かわりに37回の日記の一部を先行公開してみるテスト。内容的には軽く続いてるけど視点変更、みたいな。

——
『world fabrication、あるいは宝積寺敦士の日記』

今日は外仕事。といっても地上ではなく『隔壁の外』という意味で。
新設されるE’区域のシェルター拡張工事の現場で、鉱物サンプル採取。
久々に広い空間を見た。
光源が足りないと、こんなにも暗いものだったのか、と思った。

工事現場にWSTVの取材が来ていた。
一向に好転しない外交情勢の打開のために、積極的に情報公開していこうという上の方針なのだろうか?とも思ったが、
取材バスがGランクだったのでそれは無いということが判った。

課長はこっちへの取材も応じてたが、食料プラント等の当たり障りの無い内容だけで終わらせたようである。
当然、先日偵察衛星に捕捉されて衛星会議で話題を独占している地上緑化プロジェクトについても質問してきたが、課長は
「担当は自分たちではないので詳細はわかりません」
と、大嘘ついてスルーしていた。
当然の対応。

デスクに戻って日報を書こうとしたら、私の席に突っ伏して寝ている奴がいた。

その私服に見覚えはなかったが、後ろ頭だけで誰なのか解った。
即、ファイルケースでたたき起こした。

同期のバルド。
元々は保安部員だったが、特殊能力を買われて製品開発部に転属したというおかしな経歴の男。
現在は私の故郷にあるラボに飛ばされているのだが、珍しく帰ってきたようだ。

バルドをどかしつつ用件を問うと
「呑みに行こう」
スルーした。
「息子さんから手紙預かってきましたけど〜?」
スルーできなかった。

明日も仕事だし金欠なので軽く、という約束でバルドの行きつけの店とやらへ向かうことに。
私服に着替え、ロックを外してセキュリティ区画から出ると、活気も色もない路地と愛想のない天井が続く。
ぼんやりとどこか遠くから(たぶん駅前から)、覇気の薄い人権活動家の演説とまばらな拍手が、何十にも反射しながら聞こえてくる。
どれも、いつものことだ。相変わらず。

バルドは駅近くの安酒屋で、かなりの量のフリークーポンを使って、個室を取ろうとした。
他に客が多いわけでもないし、私は止めさせようとしたが
「支給されるのはいいが、滅多に帰れないんでかなり貯まってる。
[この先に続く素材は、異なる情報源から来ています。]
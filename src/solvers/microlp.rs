use std::time::{Duration, Instant};

use good_lp::{
    constraint, solvers::microlp::microlp, variable, Expression, ProblemVariables,
    ResolutionError, Solution, SolutionStatus, SolverModel, Variable, WithTimeLimit,
};
use log::{debug, warn};
use typed_index_collections::TiVec;

use super::{finite_bounds, linearize, round_values, Row};
use crate::{
    error::SolverError,
    model::{LinExpr, Model, Relation, VarId},
    solver::{Engine, EngineOutput, IncumbentRecord, OptimisationStatus, SolveHistory},
};

/// Budgets at or above this run without a limit.
const UNLIMITED: Duration = Duration::from_secs(u32::MAX as u64);

/// Raw outcome of the pure-Rust branch and bound.
#[derive(Clone, Copy, PartialEq, Eq, Debug)]
pub enum MicroLpStatus {
    Optimal,
    /// The time limit stopped the search with an incumbent.
    Stopped,
    Infeasible,
    Unbounded,
    /// The time limit hit before any feasible solution.
    TimedOut,
    Error,
}

/// Default engine: MILP through `good_lp` on the `microlp` solver, which
/// stops by itself once the time limit is spent.
#[derive(Clone, Copy, Debug, Default)]
pub struct MicroLpEngine;

impl Engine for MicroLpEngine {
    type Status = MicroLpStatus;

    fn name(&self) -> &'static str {
        "microlp"
    }

    fn solve(
        &self,
        model: &Model,
        time_limit: Duration,
        record_history: bool,
    ) -> Result<EngineOutput<MicroLpStatus>, SolverError> {
        let _p = hprof::enter("microlp");
        let start = Instant::now();
        let (status, values) = run(
            &finite_bounds(model),
            &linearize(model),
            &model.objective,
            time_limit,
        );

        let mut history = SolveHistory::new();
        let objective_value = values.as_ref().map(|v| model.objective.eval(v) as f64);
        if let (true, Some(obj)) = (record_history, objective_value) {
            history.push(IncumbentRecord {
                elapsed_secs: start.elapsed().as_secs_f64(),
                objective: obj,
                best_bound: obj,
            });
        }
        debug!("microlp finished in {:?} with {:?}", start.elapsed(), status);

        Ok(EngineOutput {
            status,
            values,
            best_bound: objective_value.filter(|_| status == MicroLpStatus::Optimal),
            history,
        })
    }

    fn classify(&self, status: MicroLpStatus) -> Option<OptimisationStatus> {
        match status {
            MicroLpStatus::Optimal => Some(OptimisationStatus::Optimal),
            MicroLpStatus::Stopped => Some(OptimisationStatus::Suboptimal),
            MicroLpStatus::Infeasible | MicroLpStatus::Unbounded | MicroLpStatus::TimedOut => {
                Some(OptimisationStatus::Failed)
            }
            MicroLpStatus::Error => None,
        }
    }
}

fn run(
    bounds: &TiVec<VarId, (i64, i64)>,
    rows: &[Row],
    objective: &LinExpr,
    time_limit: Duration,
) -> (MicroLpStatus, Option<TiVec<VarId, i64>>) {
    let mut problem_vars = ProblemVariables::new();
    let vars: TiVec<VarId, Variable> = bounds
        .iter_enumerated()
        .map(|(var, &(lb, ub))| {
            problem_vars.add(
                variable()
                    .integer()
                    .min(lb as f64)
                    .max(ub as f64)
                    .name(var.to_string()),
            )
        })
        .collect();

    let mut obj = Expression::from(objective.constant as f64);
    for &(var, coef) in objective.terms.iter() {
        obj.add_mul(coef as f64, vars[var]);
    }

    let problem = problem_vars.minimise(obj).using(microlp);
    let mut problem = if time_limit < UNLIMITED {
        problem.with_time_limit(time_limit.as_secs_f64())
    } else {
        problem
    };

    for row in rows {
        let mut lhs = Expression::from(0.0);
        for &(var, coef) in row.terms.iter() {
            lhs.add_mul(coef, vars[var]);
        }
        problem.add_constraint(match row.relation {
            Relation::Le => constraint::leq(lhs, row.rhs),
            Relation::Eq => constraint::eq(lhs, row.rhs),
            Relation::Ge => constraint::geq(lhs, row.rhs),
        });
    }

    match problem.solve() {
        Ok(solution) => {
            let status = match solution.status() {
                SolutionStatus::Optimal => MicroLpStatus::Optimal,
                SolutionStatus::TimeLimit | SolutionStatus::GapLimit => {
                    warn!("microlp stopped at the time limit of {:?}", time_limit);
                    MicroLpStatus::Stopped
                }
            };
            let values = round_values(vars.iter().map(|v| solution.value(*v)));
            (status, Some(values))
        }
        Err(ResolutionError::Infeasible) => (MicroLpStatus::Infeasible, None),
        Err(ResolutionError::Unbounded) => (MicroLpStatus::Unbounded, None),
        // The only way microlp reports a budget spent without incumbent.
        Err(ResolutionError::Other(reason)) if reason.starts_with("Time limit") => {
            warn!("microlp found nothing within {:?}", time_limit);
            (MicroLpStatus::TimedOut, None)
        }
        Err(e) => {
            warn!("microlp error: {}", e);
            (MicroLpStatus::Error, None)
        }
    }
}

#[cfg(test)]
mod tests {
    use super::*;
    use crate::model::{Domain, Literal};

    #[test]
    fn solves_small_milp() {
        let mut model = Model::new();
        model.horizon = 100;
        let x = model.new_int_var("x", Domain::at_least(0));
        let y = model.new_int_var("y", Domain::at_least(0));
        let b = model.new_bool_var("b");
        // Either x ≥ 7 or y ≥ 4; y is cheaper.
        model.add(LinExpr::from(x).geq(7).only_enforce_if([Literal::from(b)]));
        model.add(LinExpr::from(y).geq(4).only_enforce_if([!Literal::from(b)]));
        model.minimize(x * 2 + y * 3);

        let engine = MicroLpEngine;
        let output = engine.solve(&model, Duration::from_secs(10), true).unwrap();
        assert_eq!(output.status, MicroLpStatus::Optimal);
        let values = output.values.unwrap();
        assert_eq!(model.objective.eval(&values), 12);
        assert_eq!(values[b], 0);
        assert_eq!(output.history.records().len(), 1);
    }

    #[test]
    fn spent_budget_is_a_failure() {
        let mut model = Model::new();
        model.horizon = 100;
        let x = model.new_int_var("x", Domain::at_least(0));
        let y = model.new_int_var("y", Domain::at_least(0));
        model.add((x * 2 + y).leq(40));
        model.add((x + y * 3).geq(7));
        model.minimize(x * 3 + y * 2);

        let engine = MicroLpEngine;
        let output = engine.solve(&model, Duration::ZERO, true).unwrap();
        assert_eq!(output.status, MicroLpStatus::TimedOut);
        assert!(output.values.is_none());
        assert!(output.history.is_empty());
        assert_eq!(
            engine.classify(output.status),
            Some(OptimisationStatus::Failed)
        );

        let output = engine.solve(&model, Duration::MAX, false).unwrap();
        assert_eq!(output.status, MicroLpStatus::Optimal);
    }

    #[test]
    fn stopped_search_keeps_its_incumbent() {
        let engine = MicroLpEngine;
        assert_eq!(
            engine.classify(MicroLpStatus::Stopped),
            Some(OptimisationStatus::Suboptimal)
        );
        assert_eq!(engine.classify(MicroLpStatus::Error), None);
    }

    #[test]
    fn reports_infeasibility() {
        let mut model = Model::new();
        model.horizon = 10;
        let x = model.new_int_var("x", Domain::new(0, 5));
        model.add(LinExpr::from(x).geq(6));
        model.minimize(LinExpr::from(x));

        let engine = MicroLpEngine;
        let output = engine.solve(&model, Duration::from_secs(10), false).unwrap();
        assert_eq!(output.status, MicroLpStatus::Infeasible);
        assert!(output.values.is_none());
        assert_eq!(
            engine.classify(output.status),
            Some(OptimisationStatus::Failed)
        );
    }
}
帰った時にはパーっと使うことにしてるんで気にしないでくれ」

同期とはいえ年下に奢ってもらうのは気が引けるが、本気で手持ちの少なかった俺は従うことにした。

迅士の手紙とやらは気になるが、どうもなかなか出そうとしない。
「待ってる家族がいるとか、いいっすよねぇ〜」
などと、ラムコークをちびちびやりながらのらりくらりとしている。

「お前だってちょいと前に扶養家族拾ってきただろが。あんまり無駄遣いしないほうがいいんじゃないか?」
「ダニーは今んとこは寮生活だしな。確かに、俺には負担が少ないんで助かってる」
コピーワイン(間違いなく安物)を、息を止めつつ一気に空けてから、軽く説教してみる。
「いいかげん長期的な将来のこととか考えたほうがいいぞ?…そんなに一家団欒とか生涯の伴侶とかが欲しかったら、とっととドナでも口説けよ。お前とドナって出身地が同じなんだから、気が合ったりするんじゃないのか?」
何故か、バルドは驚いた顔をした。

「…1つ訊く手間が省けた、オッケー」

何の話だかさっぱり判らん、と問い詰めたが、パスタの大皿が届いたので一旦話は途切れた。
ウェイトレスが去り、味の薄いトマトのパスタを取り分けながら、先にバルドに口を開かれてしまった。

「ところで、そっちのプロジェクトの調子はどうよ?」

表情から察するに、本題はこれのようだ。